Around the bike path lay burnt forests, stumps of trees sticking up here and there among mud. Beyond, a glassy crater gleamed amidst fallen buildings of what had once been Wheeling. She recognized the devastation from the news clips.

A motion to her left caught her attention. Tall figures wearing ivory masks and billowing dark-blue cloaks strode through the trees, which had not been burnt down on this side. They moved in and out of another opening into the cave farther along the hillside. Apparently, the Sons of Darkness were using it as a headquarters.

Victoria froze. The enemy—the people trying to destroy her world—were standing right there.

Anger ignited her, like a pile of dry leaves into which someone had tossed a lit match. She pictured stalking over and telling the Sons of Darkness exactly what she thought of people who harmed others. In her imagination, her speech convinced them to repent and give up on their current endeavor. But she knew she was neither eloquent enough nor powerful enough to pull off such a feat. In reality, if she revealed her presence, it would end with her shot through by a super-accelerated pebble.

Instead, she glared invisibly, wishing she damage them with the sheer force of her gaze. How dare they harm her world! Eager to leave the enemy behind, Victoria rose up into the air.
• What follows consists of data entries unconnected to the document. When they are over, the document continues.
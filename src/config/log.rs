// Copyright (c) 2025 Lanai Authors
//
// Licensed under dual license:
// - MIT License (LICENSE-MIT or https://opensource.org/licenses/MIT)
// - Apache License, Version 2.0 (LICENSE-APACHE or https://www.apache.org/licenses/LICENSE-2.0)

//! Logging configuration.

use serde::{Deserialize, Serialize};

use super::{ConfigResult, Validate};
use crate::error::config::ConfigError;

/// Logging configuration.
#[derive(Debug, Clone, Serialize, Deserialize, PartialEq, Eq)]
#[serde(default)]
pub struct LogConfig {
    /// Log level (trace, debug, info, warn, error)
    pub level: String,

    /// Whether to log in JSON format
    pub json: bool,

    /// Whether to include source code locations in logs
    pub source_location: bool,
}

impl Default for LogConfig {
    fn default() -> Self {
        Self {
            level: "info".to_string(),
            json: false,
            source_location: true,
        }
    }
}

impl Validate for LogConfig {
    fn validate(&self) -> ConfigResult<()> {
        match self.level.as_str() {
            "trace" | "debug" | "info" | "warn" | "error" => Ok(()),
            _ => Err(ConfigError::ValidationError(format!(
                "Invalid log level: {}",
                self.level
            ))),
        }
    }
}

#[cfg(test)]
mod tests {
    use super::*;

    #[test]
    fn test_default_is_valid() {
        assert!(LogConfig::default().validate().is_ok());
    }

    #[test]
    fn test_rejects_unknown_level() {
        let config = LogConfig {
            level: "verbose".to_string(),
            ..Default::default()
        };
        assert!(matches!(
            config.validate(),
            Err(ConfigError::ValidationError(msg)) if msg.contains("verbose")
        ));
    }
}
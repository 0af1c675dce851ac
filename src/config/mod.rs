// Copyright (c) 2025 Lanai Authors
//
// Licensed under dual license:
// - MIT License (LICENSE-MIT or https://opensource.org/licenses/MIT)
// - Apache License, Version 2.0 (LICENSE-APACHE or https://www.apache.org/licenses/LICENSE-2.0)

//! Configuration module for Lanai.
//!
//! Settings are layered: built-in defaults first, then an optional file
//! (TOML, YAML, JSON), then environment variables. All configuration values
//! are validated for correctness before use.

use std::path::{Path, PathBuf};

use crate::error::config::ConfigError;
use config::{Config, Environment, File, FileFormat};
use serde::{Deserialize, Serialize};

pub mod dictionary;
pub mod log;

pub use dictionary::DictionaryConfig;
pub use log::LogConfig;

/// Result type for configuration operations.
pub type ConfigResult<T> = Result<T, ConfigError>;

/// Default environment variable prefix for configuration overrides
pub const ENV_PREFIX: &str = "LANAI";

/// A trait for types that can be validated.
pub trait Validate {
    /// Validates that the configuration is correct.
    ///
    /// # Returns
    ///
    /// * `Ok(())` if the configuration is valid
    /// * `Err(ConfigError)` if the configuration is invalid
    fn validate(&self) -> ConfigResult<()>;
}

/// Main configuration for Lanai.
#[derive(Debug, Clone, Serialize, Deserialize, Default, PartialEq, Eq)]
pub struct LanaiConfig {
    /// Log configuration
    pub log: LogConfig,

    /// Words loaded into the trie queried from the command line
    pub dictionary: DictionaryConfig,
}

impl Validate for LanaiConfig {
    fn validate(&self) -> ConfigResult<()> {
        self.log.validate()?;
        self.dictionary.validate()?;
        Ok(())
    }
}

impl LanaiConfig {
    /// Serializes the configuration as pretty-printed TOML.
    pub fn to_toml(&self) -> ConfigResult<String> {
        toml::to_string_pretty(self).map_err(|e| ConfigError::SerializeError(e.to_string()))
    }
}

/// Configuration loader for Lanai.
#[derive(Debug)]
pub struct ConfigLoader {
    config_path: Option<PathBuf>,
    env_prefix: String,
}

impl ConfigLoader {
    /// Creates a new configuration loader.
    ///
    /// # Arguments
    ///
    /// * `config_path` - Optional path to the configuration file
    /// * `env_prefix` - Prefix for environment variables that override configuration values
    pub fn new<P: AsRef<Path>>(config_path: Option<P>, env_prefix: &str) -> Self {
        Self {
            config_path: config_path.map(|p| p.as_ref().to_path_buf()),
            env_prefix: env_prefix.to_string(),
        }
    }

    /// Loads the configuration from a file and environment variables.
    ///
    /// # Returns
    ///
    /// * `Ok(LanaiConfig)` if the configuration was loaded successfully
    /// * `Err(ConfigError)` if there was an error loading the configuration
    pub fn load(&self) -> ConfigResult<LanaiConfig> {
        let mut builder = Config::builder();

        // Add default configuration values
        builder = builder.add_source(
            Config::try_from(&LanaiConfig::default())
                .map_err(|e| ConfigError::ParseError(e.to_string()))?,
        );

        // Add configuration from file if provided
        if let Some(path) = &self.config_path {
            if !path.exists() {
                return Err(ConfigError::FileNotFound(path.clone()));
            }

            let format = match path.extension().and_then(|ext| ext.to_str()) {
                Some("toml") => FileFormat::Toml,
                Some("json") => FileFormat::Json,
                Some("yaml" | "yml") => FileFormat::Yaml,
                _ => {
                    return Err(ConfigError::ParseError(format!(
                        "Unsupported file extension for: {path:?}"
                    )))
                }
            };
            builder = builder.add_source(File::from(path.as_path()).format(format));
        }

        // Add environment variables with prefix
        builder = builder.add_source(
            Environment::with_prefix(&self.env_prefix)
                .separator("__")
                .list_separator(",")
                .with_list_parse_key("dictionary.words")
                .try_parsing(true),
        );

        let config = builder
            .build()
            .map_err(|e| ConfigError::ParseError(e.to_string()))?;

        let lanai_config: LanaiConfig = config
            .try_deserialize()
            .map_err(|e| ConfigError::ParseError(e.to_string()))?;

        lanai_config.validate()?;

        tracing::debug!(
            path = ?self.config_path,
            words = lanai_config.dictionary.words.len(),
            "Configuration loaded"
        );

        Ok(lanai_config)
    }
}
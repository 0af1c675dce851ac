// Copyright (c) 2025 Lanai Authors
//
// Licensed under dual license:
// - MIT License (LICENSE-MIT or https://opensource.org/licenses/MIT)
// - Apache License, Version 2.0 (LICENSE-APACHE or https://www.apache.org/licenses/LICENSE-2.0)

//! Dynamically-typed input boundary.
//!
//! Words arriving from outside the type system (CLI arguments, JSON payloads)
//! are carried as [`serde_json::Value`]. The helpers here check their shape
//! and turn a mismatch into [`TrieError::InvalidInput`], which callers report
//! and convert into their empty result.

use serde_json::Value;
use tracing_error::SpanTrace;

use super::error::TrieError;
use super::TrieResult;
use crate::error::{get_error_reporting, ErrorContext, LanaiError};

/// Short name of the JSON shape of `value`.
pub fn kind_of(value: &Value) -> &'static str {
    match value {
        Value::Null => "null",
        Value::Bool(_) => "boolean",
        Value::Number(_) => "number",
        Value::String(_) => "string",
        Value::Array(_) => "array",
        Value::Object(_) => "object",
    }
}

/// Borrows `value` as a string or rejects it.
pub fn expect_str<'v>(value: &'v Value, operation: &'static str) -> TrieResult<&'v str> {
    value.as_str().ok_or_else(|| TrieError::InvalidInput {
        operation,
        expected: "string",
        found: kind_of(value),
    })
}

/// Borrows `value` as a sequence or rejects it.
pub fn expect_array<'v>(value: &'v Value, operation: &'static str) -> TrieResult<&'v [Value]> {
    value
        .as_array()
        .map(Vec::as_slice)
        .ok_or_else(|| TrieError::InvalidInput {
            operation,
            expected: "array",
            found: kind_of(value),
        })
}

/// Hands a rejected input to the process error reporter.
pub(crate) fn report_invalid_input(error: TrieError, component: &str, rejected: &Value) {
    let context = ErrorContext::new(LanaiError::Trie(error), component)
        .with_details(format!("rejected value: {rejected}"))
        .with_trace(SpanTrace::capture().to_string());
    get_error_reporting().report(context);
}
An enormous Chinese pagoda rose over the tops of the trees, some seven stories high. Its topmost section resembled the lantern of a light house. The other six tiers were decorated with skulls facing every direction. Flames burned in the eye sockets and mouths of the skulls. Windows of dark stained-glass decorated every level. Strange motionless figures peered out from behind them. Just looking at them made it hard to breathe, as if a malignant willpower, coming from under the hood of the unseen figures, were bearing down upon her. 

Victoria paused, blurting out, “That’s not something you see in West Virginia every day!”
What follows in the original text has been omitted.